1.3. La performance durable
La performance n'existe que si on peut la mesurer, c'est à dire qu'on peut la décrire par
un ensemble de mesures (ou d'indicateurs) plus au moins complexes (Lebas M.1995a, p : 70).
Naro (2004) montre que les modèles de contrôle de gestion classiques sont fondés sur la
maîtrise de la performance économique et ses critères de compétitivité, de rentabilité et de
productivité. Ces modèles se limitent aux dimensions mesurables de l’entreprise (indicateurs
financiers et comptables) ; cependant le mesurable ne représente qu’une petite partie de la
réalité.

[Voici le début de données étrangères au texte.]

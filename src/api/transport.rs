//! Transport contract and the default reqwest-backed implementation
//!
//! The client only needs to hand a method, path, optional body and extra
//! headers to a [`Transport`] and get back status, headers and raw bytes.
//! Authentication, retries and rate-limit backoff live on this side, as
//! `reqwest-middleware` layers around the HTTP client.

use std::time::Duration;

use async_trait::async_trait;
use http::Extensions;
use reqwest::header::{HeaderMap, HeaderName, HeaderValue, CONTENT_TYPE, RETRY_AFTER};
use reqwest::{Method, Request, Response, StatusCode};
use reqwest_middleware::{ClientBuilder, ClientWithMiddleware, Middleware, Next};
use reqwest_retry::policies::ExponentialBackoff;
use reqwest_retry::RetryTransientMiddleware;
use serde_json::Value;
use tracing::{debug, trace, warn};

use crate::api::error::{Result, TransportError};
use crate::config::Config;

const USER_AGENT: &str = concat!("cfapi/", env!("CARGO_PKG_VERSION"));

/// Request body handed to the transport
#[derive(Debug, Clone, PartialEq)]
pub enum RequestBody {
    /// Encoded as JSON by the transport
    Json(Value),
    /// Sent verbatim; the caller supplies `Content-Type`
    Bytes(Vec<u8>),
}

#[derive(Debug, Clone)]
pub struct TransportRequest {
    pub method: Method,
    /// Endpoint path including query string, e.g. `/accounts/abc/rules/lists?page=2`
    pub path: String,
    pub body: Option<RequestBody>,
    pub headers: HeaderMap,
}

#[derive(Debug, Clone, Default)]
pub struct TransportResponse {
    pub status: u16,
    pub headers: HeaderMap,
    pub body: Vec<u8>,
}

/// Capability the client needs from the HTTP layer
#[async_trait]
pub trait Transport: Send + Sync {
    async fn send(
        &self,
        request: TransportRequest,
    ) -> std::result::Result<TransportResponse, TransportError>;
}

/// Retry schedule for transient failures: network errors, HTTP 429 and 5xx
#[derive(Debug, Clone, Copy, PartialEq, Eq)]
pub struct RetryPolicy {
    pub max_retries: u32,
    pub min_delay: Duration,
    pub max_delay: Duration,
}

impl Default for RetryPolicy {
    fn default() -> Self {
        Self {
            max_retries: 3,
            min_delay: Duration::from_secs(1),
            max_delay: Duration::from_secs(30),
        }
    }
}

impl RetryPolicy {
    /// Doubling backoff from `min_delay`, capped at `max_delay`.
    pub fn backoff(&self) -> ExponentialBackoff {
        ExponentialBackoff::builder()
            .retry_bounds(self.min_delay, self.max_delay)
            .build_with_max_retries(self.max_retries)
    }
}

/// Holds back a throttled or failed response until its `Retry-After` delay
/// has passed, so the retry middleware wrapping it does not retry early.
#[derive(Debug, Clone, Copy)]
struct RetryAfterMiddleware {
    max_delay: Duration,
}

#[async_trait]
impl Middleware for RetryAfterMiddleware {
    async fn handle(
        &self,
        req: Request,
        extensions: &mut Extensions,
        next: Next<'_>,
    ) -> reqwest_middleware::Result<Response> {
        let response = next.run(req, extensions).await?;
        let status = response.status();
        if status == StatusCode::TOO_MANY_REQUESTS || status.is_server_error() {
            if let Some(delay) = retry_after(response.headers()) {
                let delay = delay.min(self.max_delay);
                warn!(
                    "{} returned {}, server asked to wait {:?}",
                    response.url(),
                    status,
                    delay
                );
                tokio::time::sleep(delay).await;
            }
        }
        Ok(response)
    }
}

/// HTTP transport for the Cloudflare API
pub struct HttpTransport {
    client: ClientWithMiddleware,
    base_url: String,
    auth_headers: Vec<(&'static str, String)>,
}

impl HttpTransport {
    /// Create a transport authenticating with the credentials in `config`
    pub fn new(config: &Config) -> Result<Self> {
        Self::build(config, RetryPolicy::default())
    }

    /// Create a transport with a non-default retry schedule
    pub fn with_retry_policy(config: &Config, retry: RetryPolicy) -> Result<Self> {
        Self::build(config, retry)
    }

    fn build(config: &Config, retry: RetryPolicy) -> Result<Self> {
        config.validate()?;
        let client = reqwest::Client::builder()
            .user_agent(USER_AGENT)
            .build()
            .map_err(TransportError::from)
            .map_err(crate::Error::Transport)?;

        let client = ClientBuilder::new(client)
            .with(RetryTransientMiddleware::new_with_policy(retry.backoff()))
            .with(RetryAfterMiddleware {
                max_delay: retry.max_delay,
            })
            .build();

        Ok(Self {
            client,
            base_url: config.base_url.clone(),
            auth_headers: config.auth_headers(),
        })
    }
}

#[async_trait]
impl Transport for HttpTransport {
    async fn send(
        &self,
        request: TransportRequest,
    ) -> std::result::Result<TransportResponse, TransportError> {
        let url = format!("{}{}", self.base_url, request.path);
        debug!("{} {}", request.method, url);

        let mut req = self.client.request(request.method.clone(), &url);
        for (key, value) in &self.auth_headers {
            req = req.header(*key, value);
        }

        req = match request.body {
            Some(RequestBody::Json(body)) => {
                trace!("Request body: {}", body);
                req.json(&body)
            }
            Some(RequestBody::Bytes(bytes)) => req.body(bytes),
            None => req.header(CONTENT_TYPE, "application/json"),
        };
        // Caller-supplied headers win over the defaults above.
        req = req.headers(request.headers);

        let response = req.send().await?;
        let status = response.status().as_u16();
        let headers = response.headers().clone();
        let body = response.bytes().await?.to_vec();
        trace!("Response ({}): {}", status, String::from_utf8_lossy(&body));

        Ok(TransportResponse {
            status,
            headers,
            body,
        })
    }
}

/// Seconds from a `Retry-After` header
fn retry_after(headers: &HeaderMap) -> Option<Duration> {
    headers
        .get(RETRY_AFTER)?
        .to_str()
        .ok()?
        .trim()
        .parse::<u64>()
        .ok()
        .map(Duration::from_secs)
}

/// Build a header map from static name/value pairs.
pub(crate) fn headers(pairs: &[(&'static str, &'static str)]) -> HeaderMap {
    let mut map = HeaderMap::new();
    for (name, value) in pairs {
        map.insert(
            HeaderName::from_static(name),
            HeaderValue::from_static(value),
        );
    }
    map
}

Les indicateurs financiers traditionnels s’avèrent insuffisants pour évaluer la
performance de l’entreprise. Des informations non financières, susceptibles d’éclairer
l’appréciation de la performance globale de l’entreprise, sont à l’origine d’un reporting
environnemental et social.
L'évolution du rôle du contrôle de gestion vers le pilotage de la performance sociale
sera présentée dans un premier point (2.1). Le deuxième point sera consacré au rôle du
contrôle de gestion en matière de pilotage de la performance durable (2.2).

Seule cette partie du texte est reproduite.